¿Qué ofrecemos a Dios nosotros? ¿Damos a Dios lo que nos sobra? ¿Lo que damos lo hacemos ante la multitud para que nos reverencien? Dios espera que le ofrezcamos todo, toda nuestra vida, todo nuestro empeño y nuestro futuro. De esta forma, la Gracia puede transformarnos de forma radical.

Si alguien se pregunta a qué precio, he ahí la respuesta: No tiene necesidad de moneda terrestre aquel que ofrece un Reino en los cielos. Nadie puede dar a Dios lo que ya le pertenece, porque todo lo que existe es suyo. Y, sin embargo, Dios no da una cosa tan grande si no se pone algún precio por ella: él no la da a aquel que no la aprecia. En efecto, nadie da algo que le es querido a alguien que no lo aprecia.
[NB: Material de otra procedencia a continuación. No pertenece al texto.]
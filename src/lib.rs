//! # Kronika - identity resolution and temporal state for campaign chronicles
//!
//! Kronika keeps the entities of a tabletop campaign (characters,
//! organizations, places, items and the players' own characters) together
//! with the dated history of each of their attributes, and resolves the
//! free-text, often declined, Polish names found in session notes back to
//! those entities.
//!
//! ## Core Concepts
//!
//! - **Entity**: a named record addressed by `(kind, name)`, carrying temporal
//!   histories of aliases, location, group, owner, status, doors, type and quantity
//! - **TemporalValue**: a value with an inclusive validity range; partial dates allowed
//! - **Token index**: every name and alias mapped to its owner, with ambiguity made explicit
//! - **Resolver**: exact, declension, alternation and edit-distance stages over the index
//! - **State merge**: dated change directives folded into the histories
//!
//! ## Usage
//!
//! ```rust
//! use kronika::{Entity, EntityKind, EntityStore, IdentitySpace, ResolverConfig};
//!
//! let store = EntityStore::from_entities([
//!     Entity::new("Xeron Demonlord", EntityKind::Person),
//!     Entity::new("Bracada", EntityKind::Place),
//! ]);
//! let space = IdentitySpace::build(&store, &[], ResolverConfig::default());
//! let resolver = space.resolver();
//!
//! assert_eq!(resolver.resolve("Xeronowi Demonlordowi", None).unwrap().name(), "Xeron Demonlord");
//! assert_eq!(resolver.resolve("Bracadzie", None).unwrap().name(), "Bracada");
//! ```

#![warn(missing_docs)]
#![warn(clippy::all)]
#![warn(clippy::pedantic)]
#![allow(clippy::module_name_repetitions)]

// Core types
pub mod config;
pub mod declension;
pub mod entity;
pub mod error;
pub mod player;
pub mod time;

// Store, index and resolution
pub mod index;
pub mod merge;
pub mod resolver;
pub mod search;
pub mod space;
pub mod store;

pub use config::ResolverConfig;
pub use declension::DeclensionRules;
pub use entity::{Entity, EntityId, EntityKind, HistoryKind};
pub use error::{KronikaError, KronikaResult, SourceError, ValidationError};
pub use index::{IndexEntry, Owner, OwnerKind, TokenIndex};
pub use merge::{merge_state, ChangeDirective, MergeOptions, MergeOutcome, MergeReport, TagChange};
pub use player::{Player, PlayerCharacter};
pub use resolver::{MatchStage, Query, Resolution, ResolutionCache, Resolver};
pub use search::BkTree;
pub use space::IdentitySpace;
pub use store::{EntityRecord, EntitySource, EntityStore};
pub use time::{all_active, is_active, last_active, TemporalValue};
Entonces, si Dios no tiene necesidad de tus bienes, no debe tampoco darte una cosa tan grande si tú no te dignas amarla: él no te reclama otra cosa más que amor, sin el cual nada se ve obligado a dar. Ama, pues, y recibirás el Reino. Ama y lo poseerás... Ama, pues, a Dios más que a ti mismo, y tú empezarás a tener ya eso que quieres poseer perfectamente en el cielo. (San Anselmo. Carta 112 a Hugo, el recluso)

Igual que a los obreros de la Hora Undécima, a Dios no le importa el momento sino dejar que nuestra voluntad se una a su Voluntad. Dios sabe que solamente si hacemos su Voluntad, dejaremos que la Gracia nos transforme. Dios nos ama y por eso desea nuestro bien. Nuestro mayor bien es volver de nuevo a escucharle y vivir con Él. Igual que sucedía en el Paraíso, donde Adán y Eva podían hablar con Dios y Dios con ellos, de forma directa.

¿Ofrecemos todo a Dios? Normalmente ofrecemos lo que nos parece prescindible. Lo importante, lo que creemos que nos hace mejores o superiores, lo guardamos con avaricia para nosotros. Recordemos que debemos amar al Señor nuestro Dios con todo nuestro corazón, y con toda nuestra alma, y con toda nuestra mente. Debemos amar a Dios por encima del amor que nos profesamos a nosotros mismos. Tristemente, rara vez somos conscientes que sólo sí perdemos la vida por Cristo, la encontraremos (Mt 10,37-42) Sólo si vendemos todo lo que tenemos, podremos comprar el terreno donde está escondido el tesoro (Mt 13, 44).